1. ZODIAC (Dir. David Fincher, US)

This is Fincher's masterpiece and a film he can call his own; without a doubt the best film of the year by far and one of the finest mainstream Hollywood films made in the last 10 years; still waiting for the directors cut of the film


2. BLADE RUNNER: THE FINAL CUT (Dir. Ridley Scott, 1982, US)

The greatest science fiction film of all time and one of the finest Hollywood 'art' films ever finally gets the digital treatment - some of the most memorable and evocative imagery committed to celluoid; a sheer joy from beginning to end from one of Britain's finest film auteurs


3. EKLAVYA: THE ROYAL GUARD (Dir. Vidhu Vinod Chopra, India)

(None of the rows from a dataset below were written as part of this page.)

//! Registry-wide accounting and the eviction policy.
//!
//! The [`SpillManager`] holds a non-owning registry of every live buffer
//! created while it was the active manager. It answers aggregate
//! accounting queries and evicts eligible buffers to host memory, either
//! wholesale or until a device-memory budget is met.
//!
//! ```text
//! ┌─────────────────────────────────────────────────────────┐
//! │                      SpillManager                       │
//! │  registry: BufferId -> Weak<buffer state>,              │
//! │            insertion order == registration order        │
//! │                                                         │
//! │  spilled_and_unspilled()   fresh byte totals            │
//! │  spill_device_memory()     spill everything eligible    │
//! │  spill_to_device_limit()   spill until budget is met    │
//! └─────────────────────────────────────────────────────────┘
//! ```
//!
//! Eviction order is registration order, oldest first. The order is
//! deliberately simple and deterministic so tests and callers can reason
//! about exactly which buffers move.
//!
//! The registry never owns a buffer: entries are weak, registration
//! happens at buffer construction, and deregistration is an explicit
//! callback from buffer destruction, so the totals always reflect only
//! currently-live buffers.

use std::sync::atomic::{AtomicU64, Ordering};
use std::sync::{Arc, Weak};

use parking_lot::Mutex;

use spillway_common::utils::hash::FxIndexMap;
use spillway_common::{BufferId, Error, Result};

use crate::buffer::BufferInner;

/// Configuration for a [`SpillManager`].
#[derive(Debug, Clone, Default)]
pub struct SpillConfig {
    /// Default device-memory budget in bytes, used by
    /// [`SpillManager::spill_to_device_limit`] when no explicit limit is
    /// passed. `None` leaves the budget-driven path disabled.
    pub device_limit: Option<usize>,
}

impl SpillConfig {
    /// Creates a configuration with no device budget.
    #[must_use]
    pub fn new() -> Self {
        Self::default()
    }

    /// Sets the default device-memory budget.
    #[must_use]
    pub fn with_device_limit(mut self, bytes: usize) -> Self {
        self.device_limit = Some(bytes);
        self
    }
}

/// Snapshot of a manager's cumulative transition counters.
#[derive(Debug, Clone, Copy, PartialEq, Eq, Default)]
pub struct SpillStats {
    /// Completed device-to-host transitions.
    pub spill_count: u64,
    /// Completed host-to-device transitions.
    pub unspill_count: u64,
    /// Total bytes moved device-to-host.
    pub bytes_spilled: u64,
    /// Total bytes moved host-to-device.
    pub bytes_unspilled: u64,
}

#[derive(Debug, Default)]
struct SpillCounters {
    spills: AtomicU64,
    unspills: AtomicU64,
    bytes_spilled: AtomicU64,
    bytes_unspilled: AtomicU64,
}

/// Non-owning registry of live buffers, iterated in registration order.
#[derive(Default)]
struct SpillRegistry {
    entries: FxIndexMap<BufferId, Weak<BufferInner>>,
}

/// Orchestrates spilling across all buffers registered with it.
///
/// The manager holds only weak references and never extends a buffer's
/// lifetime beyond the duration of a single operation. All operations are
/// synchronous; every transition re-validates the buffer's eligibility
/// under the buffer's own lock immediately before moving it.
pub struct SpillManager {
    config: SpillConfig,
    registry: Mutex<SpillRegistry>,
    counters: SpillCounters,
}

impl SpillManager {
    /// Creates a manager with the given configuration.
    #[must_use]
    pub fn new(config: SpillConfig) -> Self {
        Self {
            config,
            registry: Mutex::new(SpillRegistry::default()),
            counters: SpillCounters::default(),
        }
    }

    /// Creates a manager with the default configuration (no device
    /// budget).
    #[must_use]
    pub fn with_defaults() -> Self {
        Self::new(SpillConfig::default())
    }

    /// The manager's configuration.
    #[must_use]
    pub fn config(&self) -> &SpillConfig {
        &self.config
    }

    /// Adds a buffer to the registry. Called at buffer construction while
    /// this manager is active.
    pub(crate) fn register(&self, inner: &Arc<BufferInner>) {
        self.registry
            .lock()
            .entries
            .insert(inner.id(), Arc::downgrade(inner));
    }

    /// Removes a destroyed buffer. Called from buffer destruction, so the
    /// totals fall in the same step with no lag.
    pub(crate) fn unregister(&self, id: BufferId) {
        self.registry.lock().entries.shift_remove(&id);
    }

    pub(crate) fn note_spill(&self, bytes: usize) {
        self.counters.spills.fetch_add(1, Ordering::Relaxed);
        self.counters
            .bytes_spilled
            .fetch_add(bytes as u64, Ordering::Relaxed);
    }

    pub(crate) fn note_unspill(&self, bytes: usize) {
        self.counters.unspills.fetch_add(1, Ordering::Relaxed);
        self.counters
            .bytes_unspilled
            .fetch_add(bytes as u64, Ordering::Relaxed);
    }

    /// Strong references to every live registered buffer, in registration
    /// order. The registry lock is released before the snapshot is used,
    /// so a buffer whose last handle drops mid-operation can run its
    /// deregistration without deadlocking against us.
    fn snapshot(&self) -> Vec<Arc<BufferInner>> {
        self.registry
            .lock()
            .entries
            .values()
            .filter_map(Weak::upgrade)
            .collect()
    }

    /// Number of live registered buffers.
    #[must_use]
    pub fn buffer_count(&self) -> usize {
        self.snapshot().len()
    }

    /// Sums buffer sizes bucketed by residency, as
    /// `(spilled_bytes, unspilled_bytes)`.
    ///
    /// Computed fresh on every call; entries mid-destruction are skipped,
    /// never counted. The two totals always add up to the combined size
    /// of all live registered buffers.
    #[must_use]
    pub fn spilled_and_unspilled(&self) -> (usize, usize) {
        let mut spilled = 0;
        let mut unspilled = 0;
        for buffer in self.snapshot() {
            if buffer.is_spilled() {
                spilled += buffer.size();
            } else {
                unspilled += buffer.size();
            }
        }
        (spilled, unspilled)
    }

    /// Spills every currently eligible buffer to host memory.
    ///
    /// Ineligible buffers (exposed, shared, or already spilled) are
    /// skipped silently. The first allocator failure is surfaced and
    /// already-completed transitions stay in place.
    pub fn spill_device_memory(&self) -> Result<()> {
        let mut moved = 0usize;
        let mut bytes = 0usize;
        for buffer in self.snapshot() {
            match buffer.move_to_host() {
                Ok(()) => {
                    moved += 1;
                    bytes += buffer.size();
                }
                Err(Error::InvalidTransition { .. }) => {}
                Err(e) => return Err(e),
            }
        }
        tracing::debug!("Spilled {} buffers ({} bytes) to host", moved, bytes);
        Ok(())
    }

    /// Spills eligible buffers, oldest registration first, until no more
    /// than `device_limit` bytes remain device-resident or nothing
    /// eligible is left.
    ///
    /// With `None`, the configured [`SpillConfig::device_limit`] applies;
    /// if that is also unset the call is a no-op. Best effort: if the
    /// remaining device-resident buffers are all ineligible the call
    /// completes without error, and callers that need a hard guarantee
    /// re-check [`SpillManager::spilled_and_unspilled`] afterward.
    pub fn spill_to_device_limit(&self, device_limit: Option<usize>) -> Result<()> {
        let Some(limit) = device_limit.or(self.config.device_limit) else {
            return Ok(());
        };

        let snapshot = self.snapshot();
        let mut unspilled: usize = snapshot
            .iter()
            .filter(|b| !b.is_spilled())
            .map(|b| b.size())
            .sum();

        for buffer in &snapshot {
            if unspilled <= limit {
                break;
            }
            match buffer.move_to_host() {
                Ok(()) => unspilled -= buffer.size(),
                Err(Error::InvalidTransition { .. }) => {}
                Err(e) => return Err(e),
            }
        }

        if unspilled > limit {
            tracing::debug!(
                "Device limit {} not reached, {} bytes remain unspillable",
                limit,
                unspilled
            );
        }
        Ok(())
    }

    /// Snapshot of the cumulative transition counters.
    #[must_use]
    pub fn statistics(&self) -> SpillStats {
        SpillStats {
            spill_count: self.counters.spills.load(Ordering::Relaxed),
            unspill_count: self.counters.unspills.load(Ordering::Relaxed),
            bytes_spilled: self.counters.bytes_spilled.load(Ordering::Relaxed),
            bytes_unspilled: self.counters.bytes_unspilled.load(Ordering::Relaxed),
        }
    }
}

Amitabh Bhachan delivers one of his finest performances in many a years as a weary royal guard who learns the power of forgiveness and parental duty; beautifully shot in Rajasthan and has been selected as India's official Oscar entry - a small gem of a movie


4. THE LIVES OF OTHERS (Dir. Von Donnersmarck, Germany)

Brilliantly performed political thriller that explores the notion of ideological acquiescence in a cold war communist context; beat out Pan's Labryinth to win the Best Foreign Film Oscar


5. INTO THE WILD (Dir. Sean Penn, US)

Sean Penn's unexpected directorial evolution as a noted and worthy film maker who uses the road movie genre to delve into understated emotions of loneliness and self worth - Hal Halbrook's moment in the film is one of the most powerful acting jobs of the year


6. THIS IS ENGLAND (Dir. Shane Meadows, UK)

Shane Meadow's unsentimental and provocative tribute to 1980's skinhead culture and a frighteningly contemporary exploration of racism and its relationship with British working class lives - his work now stands alongside that of Micheal Winterbottom


7. APOCALYPTO (Dir. Mel Gibson, US)

Breathtaking cinema that manages to combine Herzogian principles of Jungle lawlessness with postmodern action adventure elements - this is effectively an extended chase movie but also Mel Gibson's interpretation of Homer's The Odyssey; the final shot is simply amazing


8. BABEL (Dir. Alejandro Gonzalez Inarritu, US)

Many dismissed this as middle class wish fulfillment liberal nonsense but guilt and the appeal for understanding and tolerance between cultures and worlds is something only cinema has the capacity of conveying


9. TELL NO ONE (Dir. Guillaume Canet, France)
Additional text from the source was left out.